→ Dataset records
[Start of Attachment]
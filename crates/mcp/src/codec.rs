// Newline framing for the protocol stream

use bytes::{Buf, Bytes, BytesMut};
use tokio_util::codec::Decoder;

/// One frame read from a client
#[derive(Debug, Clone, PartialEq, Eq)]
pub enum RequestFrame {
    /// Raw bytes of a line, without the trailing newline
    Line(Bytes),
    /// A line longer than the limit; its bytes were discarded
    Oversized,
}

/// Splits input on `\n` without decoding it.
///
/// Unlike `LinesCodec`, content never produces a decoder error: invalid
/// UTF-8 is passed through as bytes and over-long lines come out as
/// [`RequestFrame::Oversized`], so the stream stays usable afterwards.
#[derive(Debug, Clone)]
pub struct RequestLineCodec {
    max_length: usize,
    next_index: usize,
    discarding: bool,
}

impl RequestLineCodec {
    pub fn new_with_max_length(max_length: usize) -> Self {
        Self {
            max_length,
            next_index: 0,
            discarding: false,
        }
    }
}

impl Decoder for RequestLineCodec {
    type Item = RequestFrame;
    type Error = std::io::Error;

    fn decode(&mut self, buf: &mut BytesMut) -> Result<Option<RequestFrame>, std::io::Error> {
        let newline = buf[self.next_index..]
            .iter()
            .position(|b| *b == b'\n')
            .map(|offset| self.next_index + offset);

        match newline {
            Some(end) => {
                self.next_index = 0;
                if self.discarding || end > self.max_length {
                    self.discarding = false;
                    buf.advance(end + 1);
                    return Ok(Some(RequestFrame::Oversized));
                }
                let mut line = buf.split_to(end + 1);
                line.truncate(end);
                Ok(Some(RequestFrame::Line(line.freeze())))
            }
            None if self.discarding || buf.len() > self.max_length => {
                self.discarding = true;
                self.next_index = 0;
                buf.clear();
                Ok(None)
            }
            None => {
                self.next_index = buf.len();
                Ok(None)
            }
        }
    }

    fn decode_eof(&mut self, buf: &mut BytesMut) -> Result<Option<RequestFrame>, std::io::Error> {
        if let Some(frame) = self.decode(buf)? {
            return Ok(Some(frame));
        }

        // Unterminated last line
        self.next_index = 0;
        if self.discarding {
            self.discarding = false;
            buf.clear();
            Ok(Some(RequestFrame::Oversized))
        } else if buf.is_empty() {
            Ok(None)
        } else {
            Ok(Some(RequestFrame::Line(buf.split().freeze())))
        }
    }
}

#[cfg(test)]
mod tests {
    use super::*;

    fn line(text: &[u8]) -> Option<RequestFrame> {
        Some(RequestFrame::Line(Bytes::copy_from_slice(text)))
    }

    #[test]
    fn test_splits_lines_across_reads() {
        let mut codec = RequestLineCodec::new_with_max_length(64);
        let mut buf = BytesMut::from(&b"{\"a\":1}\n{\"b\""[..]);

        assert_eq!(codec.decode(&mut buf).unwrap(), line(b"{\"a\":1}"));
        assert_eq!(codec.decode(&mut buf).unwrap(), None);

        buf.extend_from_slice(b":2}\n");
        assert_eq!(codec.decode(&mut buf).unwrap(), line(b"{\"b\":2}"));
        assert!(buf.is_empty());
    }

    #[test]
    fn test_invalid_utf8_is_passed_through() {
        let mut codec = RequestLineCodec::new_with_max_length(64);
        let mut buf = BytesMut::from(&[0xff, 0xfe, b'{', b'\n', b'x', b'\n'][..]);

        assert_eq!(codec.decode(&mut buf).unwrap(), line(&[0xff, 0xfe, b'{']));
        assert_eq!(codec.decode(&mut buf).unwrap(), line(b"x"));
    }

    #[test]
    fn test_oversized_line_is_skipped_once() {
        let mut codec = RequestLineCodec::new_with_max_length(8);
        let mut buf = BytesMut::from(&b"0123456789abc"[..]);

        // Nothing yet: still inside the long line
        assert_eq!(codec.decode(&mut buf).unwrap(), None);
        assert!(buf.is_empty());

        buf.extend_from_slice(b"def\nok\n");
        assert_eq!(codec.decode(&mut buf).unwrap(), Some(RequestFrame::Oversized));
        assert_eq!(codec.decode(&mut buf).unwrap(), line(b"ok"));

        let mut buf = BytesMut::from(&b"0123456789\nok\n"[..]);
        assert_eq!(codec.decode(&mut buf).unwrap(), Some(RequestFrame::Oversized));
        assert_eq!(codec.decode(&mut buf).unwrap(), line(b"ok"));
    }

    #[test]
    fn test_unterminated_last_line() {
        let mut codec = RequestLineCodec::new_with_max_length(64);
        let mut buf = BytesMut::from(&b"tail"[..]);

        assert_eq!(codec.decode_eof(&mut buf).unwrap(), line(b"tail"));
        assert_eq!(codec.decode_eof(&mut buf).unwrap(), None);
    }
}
[End of Attachment]
→ What to produce
Going line by line, copy the data above exactly.

→ Exercise output
filename crates/mcp/src/codec.rs
// Newline framing for the protocol stream

use bytes::{Buf, Bytes, BytesMut};
use tokio_util::codec::Decoder;

/// One frame read from a client
#[derive(Debug, Clone, PartialEq, Eq)]
pub enum RequestFrame {
    /// Raw bytes of a line, without the trailing newline
    Line(Bytes),
    /// A line longer than the limit; its bytes were discarded
    Oversized,
}

/// Splits input on `\n` without decoding it.
///
/// Unlike `LinesCodec`, content never produces a decoder error: invalid
/// UTF-8 is passed through as bytes and over-long lines come out as
/// [`RequestFrame::Oversized`], so the stream stays usable afterwards.
#[derive(Debug, Clone)]
pub struct RequestLineCodec {
    max_length: usize,
    next_index: usize,
    discarding: bool,
}

impl RequestLineCodec {
    pub fn new_with_max_length(max_length: usize) -> Self {
        Self {
            max_length,
            next_index: 0,
            discarding: false,
        }
    }
}

impl Decoder for RequestLineCodec {
    type Item = RequestFrame;
    type Error = std::io::Error;

    fn decode(&mut self, buf: &mut BytesMut) -> Result<Option<RequestFrame>, std::io::Error> {
        let newline = buf[self.next_index..]
            .iter()
            .position(|b| *b == b'\n')
            .map(|offset| self.next_index + offset);

        match newline {
            Some(end) => {
                self.next_index = 0;
                if self.discarding || end > self.max_length {
                    self.discarding = false;
                    buf.advance(end + 1);
                    return Ok(Some(RequestFrame::Oversized));
                }
                let mut line = buf.split_to(end + 1);
                line.truncate(end);
                Ok(Some(RequestFrame::Line(line.freeze())))
            }
            None if self.discarding || buf.len() > self.max_length => {
                self.discarding = true;
                self.next_index = 0;
                buf.clear();
                Ok(None)
            }
            None => {
                self.next_index = buf.len();
                Ok(None)
            }
        }
    }

    fn decode_eof(&mut self, buf: &mut BytesMut) -> Result<Option<RequestFrame>, std::io::Error> {
        if let Some(frame) = self.decode(buf)? {
            return Ok(Some(frame));
        }

        // Unterminated last line
        self.next_index = 0;
        if self.discarding {
            self.discarding = false;
            buf.clear();
            Ok(Some(RequestFrame::Oversized))
        } else if buf.is_empty() {
            Ok(None)
        } else {
            Ok(Some(RequestFrame::Line(buf.split().freeze())))
        }
    }
}

#[cfg(test)]
mod tests {
    use super::*;

    fn line(text: &[u8]) -> Option<RequestFrame> {
        Some(RequestFrame::Line(Bytes::copy_from_slice(text)))
    }

    #[test]
    fn test_splits_lines_across_reads() {
        let mut codec = RequestLineCodec::new_with_max_length(64);
        let mut buf = BytesMut::from(&b"{\"a\":1}\n{\"b\""[..]);

        assert_eq!(codec.decode(&mut buf).unwrap(), line(b"{\"a\":1}"));
        assert_eq!(codec.decode(&mut buf).unwrap(), None);

        buf.extend_from_slice(b":2}\n");
        assert_eq!(codec.decode(&mut buf).unwrap(), line(b"{\"b\":2}"));
        assert!(buf.is_empty());
    }

    #[test]
    fn test_invalid_utf8_is_passed_through() {
        let mut codec = RequestLineCodec::new_with_max_length(64);
        let mut buf = BytesMut::from(&[0xff, 0xfe, b'{', b'\n', b'x', b'\n'][..]);

        assert_eq!(codec.decode(&mut buf).unwrap(), line(&[0xff, 0xfe, b'{']));
        assert_eq!(codec.decode(&mut buf).unwrap(), line(b"x"));
    }

    #[test]
    fn test_oversized_line_is_skipped_once() {
        let mut codec = RequestLineCodec::new_with_max_length(8);
        let mut buf = BytesMut::from(&b"0123456789abc"[..]);

        // Nothing yet: still inside the long line
        assert_eq!(codec.decode(&mut buf).unwrap(), None);
        assert!(buf.is_empty());

        buf.extend_from_slice(b"def\nok\n");
        assert_eq!(codec.decode(&mut buf).unwrap(), Some(RequestFrame::Oversized));
        assert_eq!(codec.decode(&mut buf).unwrap(), line(b"ok"));

        let mut buf = BytesMut::from(&b"0123456789\nok\n"[..]);
        assert_eq!(codec.decode(&mut buf).unwrap(), Some(RequestFrame::Oversized));
        assert_eq!(codec.decode(&mut buf).unwrap(), line(b"ok"));
    }

    #[test]
    fn test_unterminated_last_line() {
        let mut codec = RequestLineCodec::new_with_max_length(64);
        let mut buf = BytesMut::from(&b"tail"[..]);

        assert_eq!(codec.decode_eof(&mut buf).unwrap(), line(b"tail"));
        assert_eq!(codec.decode_eof(&mut buf).unwrap(), None);
    }
}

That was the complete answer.